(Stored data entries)
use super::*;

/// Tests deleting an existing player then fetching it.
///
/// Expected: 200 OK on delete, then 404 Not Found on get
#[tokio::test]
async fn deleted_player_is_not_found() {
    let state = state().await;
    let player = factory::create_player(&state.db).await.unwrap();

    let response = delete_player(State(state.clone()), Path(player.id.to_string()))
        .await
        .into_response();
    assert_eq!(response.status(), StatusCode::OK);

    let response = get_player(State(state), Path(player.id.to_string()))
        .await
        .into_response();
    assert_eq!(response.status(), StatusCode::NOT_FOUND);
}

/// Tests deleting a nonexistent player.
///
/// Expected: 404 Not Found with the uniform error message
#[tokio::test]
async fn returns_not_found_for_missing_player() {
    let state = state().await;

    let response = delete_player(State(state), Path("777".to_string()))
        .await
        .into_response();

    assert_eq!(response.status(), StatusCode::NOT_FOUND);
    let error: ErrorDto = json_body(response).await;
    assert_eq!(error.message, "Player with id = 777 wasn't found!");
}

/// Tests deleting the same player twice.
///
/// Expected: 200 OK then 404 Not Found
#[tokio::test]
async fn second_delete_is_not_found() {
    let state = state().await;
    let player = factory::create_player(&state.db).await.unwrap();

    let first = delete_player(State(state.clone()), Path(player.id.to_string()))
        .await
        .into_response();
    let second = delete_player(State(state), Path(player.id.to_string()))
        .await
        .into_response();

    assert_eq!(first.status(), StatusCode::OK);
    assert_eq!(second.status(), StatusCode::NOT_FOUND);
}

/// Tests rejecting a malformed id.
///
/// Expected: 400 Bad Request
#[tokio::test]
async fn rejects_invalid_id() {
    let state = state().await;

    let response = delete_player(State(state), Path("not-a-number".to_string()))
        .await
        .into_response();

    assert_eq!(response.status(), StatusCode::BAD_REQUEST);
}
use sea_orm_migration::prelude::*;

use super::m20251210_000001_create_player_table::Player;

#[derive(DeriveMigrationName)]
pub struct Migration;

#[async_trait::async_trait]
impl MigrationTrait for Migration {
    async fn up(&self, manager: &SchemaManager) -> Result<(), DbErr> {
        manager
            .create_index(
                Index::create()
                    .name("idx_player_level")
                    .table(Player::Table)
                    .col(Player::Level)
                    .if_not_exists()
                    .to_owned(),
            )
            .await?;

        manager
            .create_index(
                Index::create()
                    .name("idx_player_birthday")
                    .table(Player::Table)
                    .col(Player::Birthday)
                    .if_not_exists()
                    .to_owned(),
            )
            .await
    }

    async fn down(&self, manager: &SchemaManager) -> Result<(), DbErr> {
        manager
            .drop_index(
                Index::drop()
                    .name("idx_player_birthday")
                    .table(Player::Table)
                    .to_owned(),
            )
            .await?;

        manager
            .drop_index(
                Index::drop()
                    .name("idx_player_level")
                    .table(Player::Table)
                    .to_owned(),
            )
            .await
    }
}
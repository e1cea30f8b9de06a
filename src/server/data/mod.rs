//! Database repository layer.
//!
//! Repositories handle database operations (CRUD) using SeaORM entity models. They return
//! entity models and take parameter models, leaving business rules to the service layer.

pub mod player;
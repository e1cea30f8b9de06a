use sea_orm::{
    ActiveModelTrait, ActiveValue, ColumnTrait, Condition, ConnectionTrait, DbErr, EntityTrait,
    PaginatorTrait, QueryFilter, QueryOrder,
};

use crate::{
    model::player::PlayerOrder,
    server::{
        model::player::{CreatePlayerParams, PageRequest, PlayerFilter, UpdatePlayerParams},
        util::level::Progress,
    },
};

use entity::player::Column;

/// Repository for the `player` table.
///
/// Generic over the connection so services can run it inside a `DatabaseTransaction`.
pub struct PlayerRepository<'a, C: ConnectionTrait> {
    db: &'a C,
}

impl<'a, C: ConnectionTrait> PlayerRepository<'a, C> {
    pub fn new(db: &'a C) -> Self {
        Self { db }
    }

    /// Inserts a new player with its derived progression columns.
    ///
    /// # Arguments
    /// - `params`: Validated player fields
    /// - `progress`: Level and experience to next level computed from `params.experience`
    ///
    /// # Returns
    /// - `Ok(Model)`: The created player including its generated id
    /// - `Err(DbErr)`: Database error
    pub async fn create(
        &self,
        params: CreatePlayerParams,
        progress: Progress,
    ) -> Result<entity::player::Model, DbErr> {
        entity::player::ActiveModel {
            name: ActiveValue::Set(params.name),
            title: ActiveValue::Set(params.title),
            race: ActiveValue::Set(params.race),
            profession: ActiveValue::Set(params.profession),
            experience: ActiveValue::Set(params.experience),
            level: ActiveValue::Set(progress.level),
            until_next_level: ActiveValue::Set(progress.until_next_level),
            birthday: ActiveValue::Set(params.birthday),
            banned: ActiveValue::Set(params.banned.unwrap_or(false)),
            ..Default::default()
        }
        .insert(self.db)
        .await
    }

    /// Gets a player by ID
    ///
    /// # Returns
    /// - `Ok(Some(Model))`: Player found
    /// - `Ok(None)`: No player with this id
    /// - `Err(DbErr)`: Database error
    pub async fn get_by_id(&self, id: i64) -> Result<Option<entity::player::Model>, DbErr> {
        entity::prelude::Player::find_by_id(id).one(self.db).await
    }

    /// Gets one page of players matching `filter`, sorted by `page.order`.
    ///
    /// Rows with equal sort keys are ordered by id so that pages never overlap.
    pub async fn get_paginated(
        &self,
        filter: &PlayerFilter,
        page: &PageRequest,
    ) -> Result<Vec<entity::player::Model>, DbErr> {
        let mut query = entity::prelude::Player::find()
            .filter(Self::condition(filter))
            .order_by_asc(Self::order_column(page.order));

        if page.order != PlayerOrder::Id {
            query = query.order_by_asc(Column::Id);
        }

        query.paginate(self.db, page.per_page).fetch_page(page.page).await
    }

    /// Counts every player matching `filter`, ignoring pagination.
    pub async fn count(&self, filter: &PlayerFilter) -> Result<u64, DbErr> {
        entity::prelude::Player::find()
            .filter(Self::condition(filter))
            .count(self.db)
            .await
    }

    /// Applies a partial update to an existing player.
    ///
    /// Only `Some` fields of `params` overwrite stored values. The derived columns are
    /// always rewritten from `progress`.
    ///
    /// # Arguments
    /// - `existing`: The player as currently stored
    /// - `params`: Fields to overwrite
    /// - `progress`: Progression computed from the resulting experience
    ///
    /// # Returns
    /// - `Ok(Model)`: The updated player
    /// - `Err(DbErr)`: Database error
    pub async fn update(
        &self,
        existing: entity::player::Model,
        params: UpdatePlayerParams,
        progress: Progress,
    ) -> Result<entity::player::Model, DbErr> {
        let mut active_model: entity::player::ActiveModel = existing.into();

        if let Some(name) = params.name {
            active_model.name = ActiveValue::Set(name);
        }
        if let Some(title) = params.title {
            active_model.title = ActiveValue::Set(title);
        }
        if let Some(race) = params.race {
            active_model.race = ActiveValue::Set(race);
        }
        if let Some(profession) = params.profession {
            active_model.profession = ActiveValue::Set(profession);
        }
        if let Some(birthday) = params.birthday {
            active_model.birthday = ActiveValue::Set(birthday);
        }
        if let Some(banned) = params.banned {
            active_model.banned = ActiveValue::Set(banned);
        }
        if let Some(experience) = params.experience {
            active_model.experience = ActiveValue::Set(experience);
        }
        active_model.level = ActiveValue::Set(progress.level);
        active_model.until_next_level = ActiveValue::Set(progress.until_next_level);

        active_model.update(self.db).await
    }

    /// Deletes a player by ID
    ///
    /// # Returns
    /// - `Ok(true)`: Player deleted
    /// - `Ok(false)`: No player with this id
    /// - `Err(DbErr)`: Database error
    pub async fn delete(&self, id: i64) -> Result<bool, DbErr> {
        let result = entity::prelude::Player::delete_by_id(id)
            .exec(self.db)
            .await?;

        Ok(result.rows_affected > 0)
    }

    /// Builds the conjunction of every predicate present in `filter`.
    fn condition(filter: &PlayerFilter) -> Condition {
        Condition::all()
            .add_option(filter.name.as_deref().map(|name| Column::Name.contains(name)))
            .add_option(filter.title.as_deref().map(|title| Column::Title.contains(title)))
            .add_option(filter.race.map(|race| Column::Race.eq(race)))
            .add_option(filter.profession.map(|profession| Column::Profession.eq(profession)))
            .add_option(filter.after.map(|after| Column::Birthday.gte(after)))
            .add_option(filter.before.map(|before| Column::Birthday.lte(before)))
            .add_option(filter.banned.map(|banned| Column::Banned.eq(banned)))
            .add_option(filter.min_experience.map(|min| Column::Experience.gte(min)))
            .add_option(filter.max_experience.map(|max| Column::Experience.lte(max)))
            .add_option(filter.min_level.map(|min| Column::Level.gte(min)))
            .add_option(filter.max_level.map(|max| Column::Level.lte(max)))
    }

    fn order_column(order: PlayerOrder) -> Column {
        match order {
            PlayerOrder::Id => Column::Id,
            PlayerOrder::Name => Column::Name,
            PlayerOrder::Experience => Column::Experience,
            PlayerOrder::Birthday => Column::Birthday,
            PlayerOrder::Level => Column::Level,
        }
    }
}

...

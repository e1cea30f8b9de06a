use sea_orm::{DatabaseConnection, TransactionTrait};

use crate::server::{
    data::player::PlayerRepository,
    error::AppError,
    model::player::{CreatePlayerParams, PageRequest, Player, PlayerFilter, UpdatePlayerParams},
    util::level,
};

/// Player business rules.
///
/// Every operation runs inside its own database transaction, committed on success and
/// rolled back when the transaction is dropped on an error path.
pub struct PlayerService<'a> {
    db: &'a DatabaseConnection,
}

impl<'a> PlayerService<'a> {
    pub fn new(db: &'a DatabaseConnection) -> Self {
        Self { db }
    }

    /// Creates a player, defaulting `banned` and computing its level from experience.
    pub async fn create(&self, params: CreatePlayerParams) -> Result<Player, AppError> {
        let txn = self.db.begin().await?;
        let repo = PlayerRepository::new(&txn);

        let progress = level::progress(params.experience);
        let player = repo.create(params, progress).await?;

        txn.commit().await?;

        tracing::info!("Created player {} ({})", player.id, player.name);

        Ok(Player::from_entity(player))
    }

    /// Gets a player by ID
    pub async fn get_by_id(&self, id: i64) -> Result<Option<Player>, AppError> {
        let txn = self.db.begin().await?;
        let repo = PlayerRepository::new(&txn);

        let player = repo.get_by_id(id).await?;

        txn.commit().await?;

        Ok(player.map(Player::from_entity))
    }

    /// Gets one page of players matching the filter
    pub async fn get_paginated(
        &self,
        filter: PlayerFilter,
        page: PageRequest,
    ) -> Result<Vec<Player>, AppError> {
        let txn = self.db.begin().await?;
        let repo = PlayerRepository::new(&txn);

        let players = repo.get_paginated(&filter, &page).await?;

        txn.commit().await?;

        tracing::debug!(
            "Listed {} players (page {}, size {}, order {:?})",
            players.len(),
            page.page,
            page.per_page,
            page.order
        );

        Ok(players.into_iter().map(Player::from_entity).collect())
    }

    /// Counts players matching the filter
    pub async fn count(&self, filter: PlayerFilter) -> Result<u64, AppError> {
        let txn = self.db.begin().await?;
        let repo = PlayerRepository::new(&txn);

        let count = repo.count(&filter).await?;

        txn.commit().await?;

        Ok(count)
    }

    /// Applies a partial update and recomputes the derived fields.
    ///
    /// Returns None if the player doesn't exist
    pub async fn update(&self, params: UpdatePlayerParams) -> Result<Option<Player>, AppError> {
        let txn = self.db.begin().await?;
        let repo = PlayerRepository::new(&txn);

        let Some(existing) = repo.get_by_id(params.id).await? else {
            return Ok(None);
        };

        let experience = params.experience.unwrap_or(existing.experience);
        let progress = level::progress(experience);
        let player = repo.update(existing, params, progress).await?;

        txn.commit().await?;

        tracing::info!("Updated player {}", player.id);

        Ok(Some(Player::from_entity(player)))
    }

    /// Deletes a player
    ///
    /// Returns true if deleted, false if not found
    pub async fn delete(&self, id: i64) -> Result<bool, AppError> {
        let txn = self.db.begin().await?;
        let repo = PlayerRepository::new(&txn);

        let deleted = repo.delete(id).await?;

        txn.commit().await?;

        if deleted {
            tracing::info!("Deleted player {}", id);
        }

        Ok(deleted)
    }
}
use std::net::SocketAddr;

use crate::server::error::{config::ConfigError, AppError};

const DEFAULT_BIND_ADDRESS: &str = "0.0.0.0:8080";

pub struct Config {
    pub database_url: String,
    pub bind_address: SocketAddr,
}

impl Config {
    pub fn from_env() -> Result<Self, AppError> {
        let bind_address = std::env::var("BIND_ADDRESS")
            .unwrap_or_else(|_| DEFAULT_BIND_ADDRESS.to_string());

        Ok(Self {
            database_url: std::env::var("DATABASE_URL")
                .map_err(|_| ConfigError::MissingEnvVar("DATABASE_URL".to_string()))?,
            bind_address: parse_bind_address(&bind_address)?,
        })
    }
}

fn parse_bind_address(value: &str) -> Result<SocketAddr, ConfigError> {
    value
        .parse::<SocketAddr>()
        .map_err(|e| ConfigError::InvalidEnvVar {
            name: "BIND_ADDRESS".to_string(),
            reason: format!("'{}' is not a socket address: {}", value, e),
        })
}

...

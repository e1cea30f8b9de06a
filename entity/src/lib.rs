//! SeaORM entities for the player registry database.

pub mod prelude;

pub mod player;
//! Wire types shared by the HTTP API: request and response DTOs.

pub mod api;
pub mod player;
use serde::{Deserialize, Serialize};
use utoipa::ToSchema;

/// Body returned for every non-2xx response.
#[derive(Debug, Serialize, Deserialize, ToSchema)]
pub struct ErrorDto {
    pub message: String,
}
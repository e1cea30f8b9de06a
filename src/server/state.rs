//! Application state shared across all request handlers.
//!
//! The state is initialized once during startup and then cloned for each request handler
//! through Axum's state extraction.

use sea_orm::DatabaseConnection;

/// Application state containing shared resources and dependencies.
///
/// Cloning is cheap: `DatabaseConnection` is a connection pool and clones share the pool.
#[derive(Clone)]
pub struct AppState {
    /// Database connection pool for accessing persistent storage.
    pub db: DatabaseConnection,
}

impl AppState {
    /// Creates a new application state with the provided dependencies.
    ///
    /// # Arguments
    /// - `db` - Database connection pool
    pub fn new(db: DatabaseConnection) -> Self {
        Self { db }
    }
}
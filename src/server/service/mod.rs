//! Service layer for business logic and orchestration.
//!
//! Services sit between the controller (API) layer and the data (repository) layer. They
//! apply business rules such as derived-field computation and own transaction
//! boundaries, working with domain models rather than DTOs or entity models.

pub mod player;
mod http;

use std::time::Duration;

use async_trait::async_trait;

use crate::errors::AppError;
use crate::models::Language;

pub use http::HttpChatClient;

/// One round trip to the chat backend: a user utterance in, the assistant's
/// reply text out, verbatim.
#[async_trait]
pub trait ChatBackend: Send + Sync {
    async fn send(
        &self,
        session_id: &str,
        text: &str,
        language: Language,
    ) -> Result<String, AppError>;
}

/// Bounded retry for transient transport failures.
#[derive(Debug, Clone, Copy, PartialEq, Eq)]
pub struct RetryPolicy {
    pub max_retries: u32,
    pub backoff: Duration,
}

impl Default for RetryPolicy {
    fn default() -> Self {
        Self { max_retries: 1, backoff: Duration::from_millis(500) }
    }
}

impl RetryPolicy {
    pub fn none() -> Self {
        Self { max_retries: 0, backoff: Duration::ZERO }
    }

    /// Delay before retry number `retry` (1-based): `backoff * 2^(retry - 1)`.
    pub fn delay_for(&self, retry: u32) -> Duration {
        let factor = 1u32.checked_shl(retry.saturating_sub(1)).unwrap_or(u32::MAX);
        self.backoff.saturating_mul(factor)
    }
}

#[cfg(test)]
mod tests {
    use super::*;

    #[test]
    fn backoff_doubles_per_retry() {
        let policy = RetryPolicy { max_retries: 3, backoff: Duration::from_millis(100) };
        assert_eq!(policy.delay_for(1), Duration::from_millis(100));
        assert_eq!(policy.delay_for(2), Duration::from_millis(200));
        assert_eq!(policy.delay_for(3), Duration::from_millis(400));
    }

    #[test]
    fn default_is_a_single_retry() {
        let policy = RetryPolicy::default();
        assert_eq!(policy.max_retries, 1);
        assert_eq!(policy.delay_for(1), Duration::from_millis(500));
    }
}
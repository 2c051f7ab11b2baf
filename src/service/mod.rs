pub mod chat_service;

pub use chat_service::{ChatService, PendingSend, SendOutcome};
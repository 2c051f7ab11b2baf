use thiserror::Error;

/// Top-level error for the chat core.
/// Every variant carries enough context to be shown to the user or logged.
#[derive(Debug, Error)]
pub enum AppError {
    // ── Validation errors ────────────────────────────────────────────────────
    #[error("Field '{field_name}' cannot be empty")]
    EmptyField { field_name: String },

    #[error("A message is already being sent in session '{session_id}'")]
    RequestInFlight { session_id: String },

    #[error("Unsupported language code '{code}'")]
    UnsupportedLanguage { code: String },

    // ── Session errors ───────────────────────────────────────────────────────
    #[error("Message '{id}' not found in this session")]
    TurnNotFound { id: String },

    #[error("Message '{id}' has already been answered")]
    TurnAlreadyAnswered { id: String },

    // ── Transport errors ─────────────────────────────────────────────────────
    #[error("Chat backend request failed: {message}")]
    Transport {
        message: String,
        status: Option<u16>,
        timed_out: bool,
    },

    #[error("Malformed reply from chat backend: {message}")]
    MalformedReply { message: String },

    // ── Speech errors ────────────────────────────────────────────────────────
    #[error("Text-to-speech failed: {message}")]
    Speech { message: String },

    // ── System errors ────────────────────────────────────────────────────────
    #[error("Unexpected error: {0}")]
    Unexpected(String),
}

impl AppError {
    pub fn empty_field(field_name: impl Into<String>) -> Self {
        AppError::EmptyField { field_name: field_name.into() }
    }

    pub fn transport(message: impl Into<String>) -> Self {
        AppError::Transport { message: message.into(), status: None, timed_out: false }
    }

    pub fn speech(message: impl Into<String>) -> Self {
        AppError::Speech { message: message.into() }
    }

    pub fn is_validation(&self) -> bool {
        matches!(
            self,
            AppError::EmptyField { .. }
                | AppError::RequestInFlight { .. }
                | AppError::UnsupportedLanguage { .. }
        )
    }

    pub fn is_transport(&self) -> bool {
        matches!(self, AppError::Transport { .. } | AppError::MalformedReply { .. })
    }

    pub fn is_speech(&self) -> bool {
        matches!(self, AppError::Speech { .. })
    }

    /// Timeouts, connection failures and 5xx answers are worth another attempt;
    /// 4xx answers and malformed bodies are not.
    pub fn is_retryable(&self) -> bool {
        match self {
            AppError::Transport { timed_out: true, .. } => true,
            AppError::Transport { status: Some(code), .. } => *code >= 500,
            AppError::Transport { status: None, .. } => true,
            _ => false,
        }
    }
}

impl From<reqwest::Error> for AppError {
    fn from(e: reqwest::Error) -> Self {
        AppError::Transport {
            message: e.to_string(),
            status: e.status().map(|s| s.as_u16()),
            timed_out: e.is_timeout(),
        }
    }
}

**REQUIRED WORK**
Among the records above, only the lines between the line holding "active_model.banned = ActiveValue::Set(banned);" and the line holding "Builds the conjunction", inclusive, are to be output, exactly as written.

**RESPONSE FOR THIS EXERCISE**
            active_model.banned = ActiveValue::Set(banned);
        }
        if let Some(experience) = params.experience {
            active_model.experience = ActiveValue::Set(experience);
        }
        active_model.level = ActiveValue::Set(progress.level);
        active_model.until_next_level = ActiveValue::Set(progress.until_next_level);

        active_model.update(self.db).await
    }

    /// Deletes a player by ID
    ///
    /// # Returns
    /// - `Ok(true)`: Player deleted
    /// - `Ok(false)`: No player with this id
    /// - `Err(DbErr)`: Database error
    pub async fn delete(&self, id: i64) -> Result<bool, DbErr> {
        let result = entity::prelude::Player::delete_by_id(id)
            .exec(self.db)
            .await?;

        Ok(result.rows_affected > 0)
    }

    /// Builds the conjunction of every predicate present in `filter`.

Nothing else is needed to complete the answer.